I went back and changed it. I would guess that I really should be consistent and change all the hundreds of other instances of ambiguous neutral tense plural as well, but at least I was consistent in this instance. Until I see evidence otherwise, I am going to try in general to render it as "they," even though it feels a bit more stilted.


Anonymous said...

You are right that translating is very difficult. Indeed it is an art and skill which take much practice to acquire. However, you are simplifying the problem at hand: the question is not just how to translate this particular word, but what is its meaning in the context. When the plural is used, the Mishnah usually is not referring to a specific group of people. It means as Artscroll translated "we" do something or don't do something (more proper would be "one" does not chop wood, but that does not capture the plural). Artscroll's position can be understood, because after we mention that someone is chopping we can then refer to those people as "they".

joshwaxman said...

I agree with much of what you said. And even if it is third person plural, third person plural might have the same role in Mishnaic Hebrew as the first person plural has in English.

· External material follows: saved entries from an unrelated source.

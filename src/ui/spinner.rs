const FRAMES: [&str; 10] = ["⠋", "⠙", "⠹", "⠸", "⠼", "⠴", "⠦", "⠧", "⠇", "⠏"];

pub fn spinner(frame: usize) -> &'static str {
    FRAMES[frame % FRAMES.len()]
}
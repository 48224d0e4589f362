//! One-shot mode: run a single query and print its stages and answer as
//! plain text.

use std::io::{self, Write};
use std::sync::mpsc::Receiver;

use thiserror::Error;

use super::controller::QueryError;
use super::shell::ChatShell;
use crate::infra::client::StreamMessage;
use crate::state::{Stage, StreamStatus};
use crate::ui::stage::source_label;

#[derive(Debug, Error)]
pub enum HeadlessError {
    #[error(transparent)]
    Query(#[from] QueryError),
    #[error("write failed: {0}")]
    Io(#[from] io::Error),
}

pub fn run_once(
    shell: &mut ChatShell,
    rx: &Receiver<StreamMessage>,
    query: &str,
    out: &mut impl Write,
) -> Result<StreamStatus, HeadlessError> {
    shell.submit(query)?;

    let mut stage = Stage::None;
    let mut printed = 0;

    while shell.stream().in_progress() {
        let Ok(msg) = rx.recv() else { break };
        if !shell.handle_message(msg) {
            continue;
        }
        let stream = shell.stream();

        if stream.stage != stage {
            match stream.stage {
                Stage::Searching => writeln!(out, "Searching the web: {}", stream.search_query)?,
                Stage::Reading => {
                    let hosts: Vec<&str> = stream.sources.iter().map(|url| source_label(url)).collect();
                    writeln!(out, "Reading: {}", hosts.join(", "))?;
                }
                Stage::Writing => writeln!(out)?,
                Stage::None => {}
            }
            stage = stream.stage;
        }

        if stream.answer.len() > printed {
            write!(out, "{}", &stream.answer[printed..])?;
            printed = stream.answer.len();
            out.flush()?;
        }
    }

    if printed > 0 {
        writeln!(out)?;
    }
    Ok(shell.stream().status.clone())
}

#[cfg(test)]
mod tests {
    use super::*;
    use std::sync::mpsc::{self, Sender};

    use crate::app::controller::StreamController;
    use crate::infra::client::{StreamEvent, StreamHandle, StreamId, StreamRequest, Transport};
    use crate::infra::error::StreamError;
    use crate::infra::protocol::decode_event;

    /// Delivers a fixed script the moment a stream opens.
    struct CannedTransport {
        frames: Vec<&'static str>,
        fail_at_end: bool,
    }

    impl Transport for CannedTransport {
        fn open(&self, id: StreamId, _request: &StreamRequest, tx: Sender<StreamMessage>) -> StreamHandle {
            for json in &self.frames {
                let event = StreamEvent::Event(decode_event(json).unwrap());
                tx.send(StreamMessage { stream_id: id, event }).unwrap();
            }
            if self.fail_at_end {
                tx.send(StreamMessage { stream_id: id, event: StreamEvent::Failed(StreamError::Closed) }).unwrap();
            }
            StreamHandle::new(id)
        }
    }

    fn shell(frames: Vec<&'static str>, fail_at_end: bool) -> (ChatShell, Receiver<StreamMessage>) {
        let (tx, rx) = mpsc::channel();
        let controller = StreamController::new(Box::new(CannedTransport { frames, fail_at_end }), tx);
        (ChatShell::new(controller), rx)
    }

    #[test]
    fn prints_stages_then_answer() {
        let (mut shell, rx) = shell(
            vec![
                r#"{"type":"checkpoint","checkpoint_id":"c1"}"#,
                r#"{"type":"search_start","query":"rust sse"}"#,
                r#"{"type":"search_results","urls":["https://docs.rs/x","http://blog.example.com/post"]}"#,
                r#"{"type":"content","content":"Use "}"#,
                r#"{"type":"content","content":"reqwest."}"#,
                r#"{"type":"end"}"#,
            ],
            false,
        );
        let mut out = Vec::new();
        let status = run_once(&mut shell, &rx, "rust sse", &mut out).unwrap();

        assert_eq!(status, StreamStatus::Done);
        assert_eq!(
            String::from_utf8(out).unwrap(),
            "Searching the web: rust sse\nReading: docs.rs, blog.example.com\n\nUse reqwest.\n"
        );
    }

    #[test]
    fn reports_failure_after_partial_answer() {
        let (mut shell, rx) = shell(vec![r#"{"type":"content","content":"half"}"#], true);
        let mut out = Vec::new();
        let status = run_once(&mut shell, &rx, "q", &mut out).unwrap();

        assert_eq!(status, StreamStatus::Failed("stream closed before end".into()));
        assert_eq!(String::from_utf8(out).unwrap(), "\nhalf\n");
    }

    #[test]
    fn blank_query_is_an_error() {
        let (mut shell, rx) = shell(vec![], false);
        let err = run_once(&mut shell, &rx, "  ", &mut Vec::new()).unwrap_err();
        assert!(matches!(err, HeadlessError::Query(QueryError::Blank)));
    }
}
use anyhow::Result;
use sqlx::postgres::{PgPool, PgPoolOptions};

pub mod models;
pub mod repositories;
pub mod transaction;

pub async fn init_database(database_url: &str) -> Result<PgPool> {
    let pool = PgPoolOptions::new()
        .max_connections(10)
        .connect(database_url)
        .await?;

    log::info!("Running database migrations...");
    sqlx::migrate!("./migrations").run(&pool).await?;
    log::info!("Migrations completed");

    Ok(pool)
}
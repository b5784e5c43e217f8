use bigdecimal::BigDecimal;
use serde::{Deserialize, Serialize};
use uuid::Uuid;

/// SSS salary-range bracket. Ranges are inclusive on both ends and must
/// tile [0, inf) for each effective year; the EC rider is a flat amount
/// that rides on the employer share.
#[derive(Debug, Clone, Serialize, Deserialize, sqlx::FromRow)]
#[serde(rename_all = "camelCase")]
pub struct SssBracket {
    pub id: Uuid,
    pub effective_year: i32,
    pub min_salary: BigDecimal,
    pub max_salary: BigDecimal,
    pub msc: BigDecimal,
    pub ee_rate: BigDecimal,
    pub er_rate: BigDecimal,
    pub ec_amount: BigDecimal,
    pub is_active: bool,
}

/// Single active PhilHealth premium config per year: a flat rate applied to
/// the salary clamped into [min_salary, max_salary], split by share percent.
#[derive(Debug, Clone, Serialize, Deserialize, sqlx::FromRow)]
#[serde(rename_all = "camelCase")]
pub struct PhilhealthConfig {
    pub id: Uuid,
    pub effective_year: i32,
    pub min_salary: BigDecimal,
    pub max_salary: BigDecimal,
    pub premium_rate: BigDecimal,
    pub ee_share_percent: BigDecimal,
    pub er_share_percent: BigDecimal,
    pub is_active: bool,
}

/// Pag-IBIG tier. The contribution base (not the raw salary) is capped at
/// `max_fund_salary` before the rates apply.
#[derive(Debug, Clone, Serialize, Deserialize, sqlx::FromRow)]
#[serde(rename_all = "camelCase")]
pub struct PagibigBracket {
    pub id: Uuid,
    pub effective_year: i32,
    pub min_salary: BigDecimal,
    pub max_salary: BigDecimal,
    pub ee_rate: BigDecimal,
    pub er_rate: BigDecimal,
    pub max_fund_salary: BigDecimal,
    pub is_active: bool,
}

/// Progressive withholding bracket:
/// tax(x) = base_tax + percentage% * max(0, x - excess_over).
#[derive(Debug, Clone, Serialize, Deserialize, sqlx::FromRow)]
#[serde(rename_all = "camelCase")]
pub struct TaxBracket {
    pub id: Uuid,
    pub effective_year: i32,
    pub min_salary: BigDecimal,
    pub max_salary: BigDecimal,
    pub base_tax: BigDecimal,
    pub percentage: BigDecimal,
    pub excess_over: BigDecimal,
    pub is_active: bool,
}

Yet, Artscroll is not just translating discussion about the Mishna when it gives Shmuel's statement, but rather is presenting a hypothetical reconstruction of the Mishna with the "deficient" part inserted. If so, there should be consistency between the translation of the Mishna and Shmuel's hypothetical reconstruction. They could have left "we" in Shmuel's statement but that would have produced apparent internal inconsistency when they reached "hen." So they change even the original parts of the Mishna to "they," and then have the contrast between the two "Mishnayot."

I'm not knocking their translation. Everyone makes choices to optimize various features, often at the expense of others. And it is an art form, as you say.